Neste capítulo o apóstolo faz duas coisas: primeiramente, ele mostra o que é e o que não é na relação do crente com a Lei– judicialmente, o crente é emancipado da maldição ou penalidade da Lei (Rm 7:1-6); moralmente, o crente está obrigado a obedecer à Lei (vs 22, 25). Em segundo lugar, ele se protege contra uma falsa inferência que poderia ser tirada do que ele havia ensinado no capítulo 6. Em Romanos 6:1-11 ele expõe a identificação do crente com Cristo como “morto para o pecado” (vs 2, 7). Então, do versículo 11 em diante, ele mostra o efeito que esta verdade deveria ter na caminhada do crente. No capítulo 7 ele segue a mesma ordem de pensamento. Em 7:1-6 ele trata da identificação do crente com Cristo como “morto para a lei” (ver vs 4, 6). Depois, a partir do versículo 7 ele descreve as experiências do cristão. Assim, a primeira metade de Romanos 6 e a primeira metade de Romanos 7 tratam da posição do crente, enquanto a segunda metade de cada capítulo trata da situação do crente; mas com esta diferença: a segunda metade de Romanos 6 revela qual deveria ser nossa situação, enquanto a segunda metade de Romanos 7 (vv. 13-25) mostra qual ela é realmente.

O conflito no crente

A controvérsia que assolou Romanos 7 é em grande parte fruto do Perfeccionismo de Wesley e dos seus seguidores. O fato desses irmãos – a quem temos muitos motivos para respeitar – terem adotado este erro numa forma modificada, apenas mostra quão difundido hoje é o espírito do Laodiceanismo[1]. Falar de “sair de Romanos 7 para entrar em Romanos 8” é uma loucura indesculpável. Romanos 7 e 8 aplicam-se com força e relevância inalteradas a todos os crentes na terra hoje. A segunda metade de Romanos 7 descreve o conflito entre as duas naturezas no filho de Deus: simplesmente apresenta em detalhes o que está resumido em Gálatas 5:17. Romanos 7:14, 15, 18, 19 e 21 é agora verdadeiro para todos os crentes na terra. Todo cristão fica muito, muito aquém do padrão estabelecido diante dele – queremos dizer o padrão de Deus, não o dos chamados professores de “vida vitoriosa”. Se algum leitor cristão estiver pronto a dizer que Romanos 7:19 não descreve a sua vida, dizemos com toda a bondade que ele está tristemente enganado. Não queremos dizer com isso que todo cristão quebra as leis dos homens, ou que ele é um transgressor manifesto das leis de Deus. Mas queremos dizer que a vida dele está muito, muito abaixo do nível de vida que nosso Salvador viveu aqui na terra. Com isso queremos dizer que ainda há muito da “carne” evidente em todo cristão – até mesmo naqueles que se vangloriam tão ruidosamente de suas realizações espirituais. Queremos dizer que todo cristão tem uma necessidade urgente de orar diariamente pelo perdão dos seus pecados diários (Lc 11:4), pois “tropeçamos em muitas coisas” (Tg 3:2, R.V.).

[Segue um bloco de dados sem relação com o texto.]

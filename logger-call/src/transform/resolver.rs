//! Module resolution and detection of the logger import.

use std::path::{Component, Path, PathBuf};

use crate::transform::imports::ImportRecord;
use crate::transform::token::Span;

/// The host's module resolution: turns an import specifier seen in
/// `importer` into an absolute module id, or `None` if it cannot.
#[cfg_attr(test, mockall::automock)]
pub trait ModuleResolver {
    fn resolve(&self, specifier: &str, importer: &str) -> Option<String>;
}

pub const DEFAULT_EXTENSIONS: &[&str] = &["ts", "tsx", "js", "jsx", "mjs", "cjs"];

/// Resolves root-absolute and relative specifiers against the file system.
/// Bare package specifiers are never resolved.
#[derive(Debug, Clone)]
pub struct FsResolver {
    root: PathBuf,
    extensions: Vec<String>,
}

impl FsResolver {
    pub fn new(root: impl Into<PathBuf>) -> Self {
        FsResolver {
            root: root.into(),
            extensions: DEFAULT_EXTENSIONS.iter().map(|e| e.to_string()).collect(),
        }
    }

    pub fn with_extensions<I, S>(mut self, extensions: I) -> Self
    where
        I: IntoIterator<Item = S>,
        S: Into<String>,
    {
        self.extensions = extensions.into_iter().map(Into::into).collect();
        self
    }

    pub fn root(&self) -> &Path {
        &self.root
    }

    fn candidates(&self, base: &Path) -> Vec<PathBuf> {
        let mut candidates = vec![base.to_path_buf()];
        for extension in &self.extensions {
            let mut with_extension = base.as_os_str().to_owned();
            with_extension.push(".");
            with_extension.push(extension);
            candidates.push(PathBuf::from(with_extension));
        }
        for extension in &self.extensions {
            candidates.push(base.join(format!("index.{extension}")));
        }
        candidates
    }
}

impl ModuleResolver for FsResolver {
    fn resolve(&self, specifier: &str, importer: &str) -> Option<String> {
        let base = if let Some(rooted) = specifier.strip_prefix('/') {
            self.root.join(rooted)
        } else if specifier.starts_with("./") || specifier.starts_with("../") {
            Path::new(importer).parent()?.join(specifier)
        } else {
            return None;
        };
        let base = normalize(&base);
        self.candidates(&base)
            .into_iter()
            .find(|candidate| candidate.is_file())
            .map(|found| found.to_string_lossy().into_owned())
    }
}

/// Resolve `.` and `..` components without touching the file system.
pub fn normalize(path: &Path) -> PathBuf {
    let mut out = PathBuf::new();
    for component in path.components() {
        match component {
            Component::CurDir => {}
            Component::ParentDir => {
                if !out.pop() {
                    out.push(component);
                }
            }
            other => out.push(other),
        }
    }
    out
}

/// `resolved` relative to `root`, with a leading `/` and any query stripped.
/// `None` when the module lies outside the root.
pub fn project_path(resolved: &str, root: &str) -> Option<String> {
    let resolved = resolved.split('?').next().unwrap_or(resolved);
    let root = root.trim_end_matches('/');
    let relative = resolved.strip_prefix(root)?;
    if !relative.starts_with('/') {
        return None;
    }
    Some(relative.replace('\\', "/"))
}

/// The import statement that binds the logger module.
#[derive(Debug, Clone, PartialEq, Eq)]
pub struct ImportBinding {
    pub local_names: Vec<String>,
    pub span: Span,
    pub resolved_id: String,
}

/// Find the first import whose specifier resolves to `logger_path`
/// (project-relative, leading `/`). Imports that bind no usable names,
/// dynamic imports and unresolvable specifiers are skipped.
pub fn resolve_logger_import(
    imports: &[ImportRecord],
    importer: &str,
    root: &str,
    logger_path: &str,
    resolver: &dyn ModuleResolver,
) -> Option<ImportBinding> {
    imports.iter().find_map(|record| {
        let local_names = record.local_names();
        if !record.is_static() || local_names.is_empty() {
            return None;
        }
        let specifier = record.specifier.as_deref()?;
        let Some(resolved) = resolver.resolve(specifier, importer) else {
            log::debug!("{importer}: cannot resolve {specifier:?}, skipping");
            return None;
        };
        if project_path(&resolved, root).as_deref() != Some(logger_path) {
            return None;
        }
        Some(ImportBinding {
            local_names: local_names.into_iter().map(str::to_string).collect(),
            span: record.span,
            resolved_id: resolved,
        })
    })
}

A seguir nos limitaremos aos dois últimos versículos de Romanos 7, nos quais lemos: “Desventurado homem que sou! Quem me livrará do corpo desta morte? Graças a Deus por Jesus Cristo, nosso Senhor. De maneira que eu, de mim mesmo, com a mente, sou escravo da lei de Deus, mas, segundo a carne, da lei do pecado.” (vs 24-25).

Esta é a linguagem de uma alma regenerada e sintetiza o conteúdo dos versículos citados anteriormente. O homem não regenerado é realmente miserável, mas não percebe a “miséria” expressa nesses versículos, pois nada conhece da experiência que evoca esse lamento. Todo o contexto é dedicado a uma descrição do conflito entre as duas naturezas no filho de Deus. “Porque, no tocante ao homem interior, tenho prazer na lei de Deus” (vs 22), não se aplica a ninguém mais do que as pessoas nascidas de novo. Mas aquele que assim “deleita” descobre “outra lei em seus membros”. Esta referência não deve ser limitada aos seus membros físicos, mas deve ser entendida como incluindo todas as diversas partes da sua personalidade carnal. Esta “outra lei” também atua na memória, na imaginação, na vontade e no coração.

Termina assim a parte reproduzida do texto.